Falconbridge, or Falcondo, is a nickel mining company in the Bonao region of the Dominican Republic. Going into this excursion I was apprehensive, as mining towns are usually not the pinnacle of environmentally conscious businesses. I'll start with the positives.

In the presentation we were given, it was explained to us that Falcondo does care about the environment and the land. They do not use methods as destructive as some others to harvest the nickel, using strip mining (digging from the top) instead of using explosives to blast their way through. They also have a reclaimation process that returns the land to very similar shape to what it was in before. You "wouldn't be able to tell the land was mined", they said. They are also very active in the community, employing 20% of their workforce from the local community, and giving back to the commuity with a scholarship program and community initiatives such as basketball courts to give local kids recreational space. All that is not required, and is completely voluntary.

All the community stuff is voluntary. We found out later via our group grilling them on their environmental policies that everything they were doing to the environment was the bare minimum required by law. For those who don't know, Dominican environmental law isn't exactly pulling its weight. There were obvious environmental concerns that they did not address in their presentation, such as the smoke stack ejecting tons of smoke into the air clearly visible upon entry. I would include a photo here of it, but they are very strict with their no photography rule. I wonder why. When asked about it, they went back to the default answer that they were complying by Dominican law in their efforts to be environmentally conscious.

Finally, it was time for a tour of the facility. We got on a bus and they drove us around, ending up at their plant nursery.
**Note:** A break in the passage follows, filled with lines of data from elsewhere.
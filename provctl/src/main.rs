#![doc = include_str!("../README.md")]
#![forbid(unsafe_code)]
#![warn(missing_docs, rust_2018_idioms, unused_qualifications)]

mod args;
mod attr_utils;
mod options;

use std::process::ExitCode;

use clap::Parser;
use log::{debug, error, LevelFilter};
use log4rs::append::console::{ConsoleAppender, Target};
use log4rs::config::{Appender, Config, Root};
use log4rs::encode::pattern::PatternEncoder;

use crate::args::*;
use crate::options::*;

fn configure_logging(args: &ProvctlArgs) {
    if let Some(logging_config) = &args.logging_config {
        match log4rs::init_file(logging_config, Default::default()) {
            Ok(_) => return,
            Err(e) => eprintln!(
                "ERROR: failed to configure logging using {} with {:?}. Continuing with default logging.",
                logging_config, e
            ),
        }
    }

    // if there's no config, prepare one using stderr so stdout carries only command output
    let stderr = ConsoleAppender::builder()
        .target(Target::Stderr)
        .encoder(Box::new(PatternEncoder::new("{m}{n}")))
        .build();
    match Config::builder()
        .appender(Appender::builder().build("stderr", Box::new(stderr)))
        .build(Root::builder().appender("stderr").build(LevelFilter::Info))
    {
        Ok(config) => {
            if let Err(e) = log4rs::init_config(config) {
                eprintln!(
                    "ERROR: failed to configure logging for stderr with {:?}. Continuing without logging.",
                    e
                );
            }
        }
        Err(e) => {
            eprintln!("ERROR: failed to prepare default logging configuration with {:?}. Continuing without logging", e);
        }
    }
}

/// Point of entry for provctl application.
fn main() -> ExitCode {
    let args = ProvctlArgs::parse();
    configure_logging(&args);
    debug!("provctl start");

    let result = match &args.command {
        Command::Provisioner(cmd) => provisioner_command(&args, cmd),
    };

    debug!("provctl end");
    match result {
        Ok(()) => ExitCode::SUCCESS,
        Err(e) => {
            error!("{}", e);
            ExitCode::FAILURE
        }
    }
}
There, they grow the plant life that is native to the areas they mine in, and to their credit, they grow grasses and brush to plant first to create a layer of fertile forest topsoil before planting the larger plants and trees. This is an intelligent approach to reforestation. Our tour guide let slip that this too, is required by law. At around this point, I leaned over to one of the people in our tour group and asked, "I wonder if they're gonna show us some half-assed effort at reforestation, or if the mining will actualy be undetectable?" He replied that on a tour like this, we weren't going to see any half-assed job, we were going to see a full-ass effort. And he was right. We did not see a poor attempt at reforestation and land reclamation. In fact, we didn't see any attempt at all. The plant nursery was the only stop on our tour. After that we just took the long way back to where we started.

Am I saying that the people at Falconbridge are evil and want to see the last coral reefs die? No. As long as there is a demand for nickel, Falconbridge will remain in operation, providing needed jobs to the area (if only 20% of their workforce), just like any mine in the states. And like most mines around the world as well, they will do so while spending as little as they can protecting the environment, because it is not beneficial to their short term economic profit. There is one big reason why the people at Rio Blanco care more about wat happens to their environment than those at Falcondo: they live in and depend on the healthy environment to survive and for their business. At Falcondo, only 20% of the company lives in the Bonao region, and their business is much less dependent on the health of the surrounding waterways, air, and people, so unfortunately, until the Dominican government can get its act together, put aside the bribes, and give environmental law the attention it needs, I don't see companies like Falconbridge making any efforts to go above and beyond to be sustainable.